In the aftermath of an eight-year court battle, a major change in the way Maryland's justice system operates finally boiled down Tuesday to one simple question.
"Would you like to have a court-appointed attorney?" court Commissioner Jennifer Colton asked a heavily tattooed man sitting in her Towson office.
Colton is a foot soldier in Maryland's sprawling judicial system, tasked with deciding whether arrested people should be released, required to post bail or held until they see a judge.
It's a key moment in the legal process, but until now the people facing Colton had not been able to demand the advice of a lawyer.
That changed after a group of people arrested in Baltimore sued the state. They argued that not making attorneys available violated their constitutional rights, and after a tortuous slog through the court system, they won.
On Tuesday, the first pair of attorneys funded by the state clocked in to work at the Towson courthouse. The only problem they were having was drumming up clients.
Demond Wayne Alvez, the tattooed man facing a second-degree assault charge, thought about Colton's question briefly. Then he answered, "I'm all right."
In Towson and around the state, officials said things were going smoothly, with some people invoking their right to counsel — especially at Baltimore's Central Booking and Intake Center — and others opting to proceed without a lawyer.
The battle over the issue has attracted the attention of the state's top courts, the General Assembly and the governor's office for years. Advocates for the idea said it would lead to fewer people in jail, while opponents called it a waste of money and said it could lead to chaos.
Douglas Colbert, a law professor who has been fighting for the right to representation at the hearings for 16 years, said Tuesday was "an historic day."
"It's the first time an accused poor person can count on a lawyer's representation when freedom's at stake," he said.
Colbert, who teaches at the University of Maryland School of Law, said there are still kinks to work out. And he said he and the other lawyers who argued the case would be keeping an eye on the system to make sure that anyone who waives their rights does so with an understanding of the implications.

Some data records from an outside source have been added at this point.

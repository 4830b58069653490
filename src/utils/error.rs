use thiserror::Error;

#[derive(Error, Debug)]
pub enum SiteError {
    #[error("API request failed: {0}")]
    ApiError(#[from] reqwest::Error),

    #[error("Endpoint {endpoint} responded with status {status}")]
    ApiStatusError { endpoint: String, status: u16 },

    #[error("IO error: {0}")]
    IoError(#[from] std::io::Error),

    #[error("Configuration error: {message}")]
    ConfigError { message: String },

    #[error("Configuration validation failed for {field}: {message}")]
    ConfigValidationError { field: String, message: String },

    #[error("Invalid value '{value}' for {field}: {reason}")]
    InvalidConfigValueError {
        field: String,
        value: String,
        reason: String,
    },

    #[error("Markup error: {message}")]
    MarkupError { message: String },

    #[error("Validation error: {message}")]
    ValidationError { message: String },
}

/// 錯誤分類，對應使用者可見程度
#[derive(Debug, Clone, Copy, PartialEq, Eq)]
pub enum ErrorCategory {
    /// 使用者輸入錯誤，以 toast 呈現
    Input,
    /// 外部整合失敗，只記錄日誌
    Integration,
    Configuration,
    System,
}

impl SiteError {
    pub fn validation(message: impl Into<String>) -> Self {
        SiteError::ValidationError {
            message: message.into(),
        }
    }

    pub fn category(&self) -> ErrorCategory {
        match self {
            SiteError::ValidationError { .. } => ErrorCategory::Input,
            SiteError::ApiError(_) | SiteError::ApiStatusError { .. } => {
                ErrorCategory::Integration
            }
            SiteError::ConfigError { .. }
            | SiteError::ConfigValidationError { .. }
            | SiteError::InvalidConfigValueError { .. } => ErrorCategory::Configuration,
            SiteError::IoError(_) | SiteError::MarkupError { .. } => ErrorCategory::System,
        }
    }

    /// 給使用者看的訊息；輸入錯誤直接回傳原始提示文字
    pub fn user_friendly_message(&self) -> String {
        match self {
            SiteError::ValidationError { message } => message.clone(),
            SiteError::ApiError(_) | SiteError::ApiStatusError { .. } => {
                "There was an error sending your message. Please try again.".to_string()
            }
            SiteError::ConfigError { .. }
            | SiteError::ConfigValidationError { .. }
            | SiteError::InvalidConfigValueError { .. } => {
                format!("Invalid configuration: {}", self)
            }
            _ => self.to_string(),
        }
    }
}

pub type Result<T> = std::result::Result<T, SiteError>;

#[cfg(test)]
mod tests {
    use super::*;

    #[test]
    fn test_validation_message_is_shown_verbatim() {
        let err = SiteError::validation("Please enter a valid email");
        assert_eq!(err.category(), ErrorCategory::Input);
        assert_eq!(err.user_friendly_message(), "Please enter a valid email");
    }

    #[test]
    fn test_status_error_is_integration() {
        let err = SiteError::ApiStatusError {
            endpoint: "https://hooks.example.com".to_string(),
            status: 502,
        };
        assert_eq!(err.category(), ErrorCategory::Integration);
        assert!(err.to_string().contains("502"));
    }
}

Colbert had wanted the lawyers to be able to talk with the arrestees before seeing the commissioner, but rules adopted by the judiciary only provide for consultation after the person has asked for an attorney.
The state's top court ruled last September that having a lawyer at the hearings was a right under Maryland's constitution.
It was not a popular finding in many quarters. A previous decision based on the state's public defender law was undone by the General Assembly, and Gov. Martin O'Malley initially expressed hope the court would reconsider the second ruling.
But when Court of Appeals judges said they would not change the decision, the debate turned to how to implement it. Late in this year's session, the General Assembly approved funds for the judiciary to hire the lawyers.
Since then, commissioners have been drilling, getting ready for July 1, when that money would be available to pay for 2,500 attorneys that the top judge of the District Court had been working to recruit. In Towson, Michael S. Charnasky, the administrative commissioner, had been pulling 60- and 70-hour weeks to get ready.
On Tuesday, even commissioners who had the day off were in the office to lend moral support and watch the new system in action.
Donald L. Merson, who has three decades on the job, said the ruling ushered in the biggest change he'd seen in his career — "by far."
"In the 30 years I have had less than 10 attorneys in my office," he said in an interview Monday. "I've given a bail hearing to a Ravens player without a lawyer."
Liban A. Sheikh-Yusuf, who was arrested for failing to show up for a court date, said he hadn't heard of the change. In an interview, he said having a lawyer seemed like a good idea.
"They'll probably know more about the case than you," he said.
But in the end, he waived his right, figuring he'd been arrested over a paperwork glitch and that it was not a big deal.
The commissioner released him on an unsecured bond, meaning he would not have to pay anything to get released.
Gina Jun, one of two lawyers working the first shift at the Towson courthouse, spent the morning waiting to get her first client. By lunchtime, no one had taken a commissioner up on the opportunity to speak with her, but in the afternoon things picked up, Jun said, and she did her first hearing.
The defendant was released on his own promise to show up for court, Jun said.
"He was pleased with the result," she said.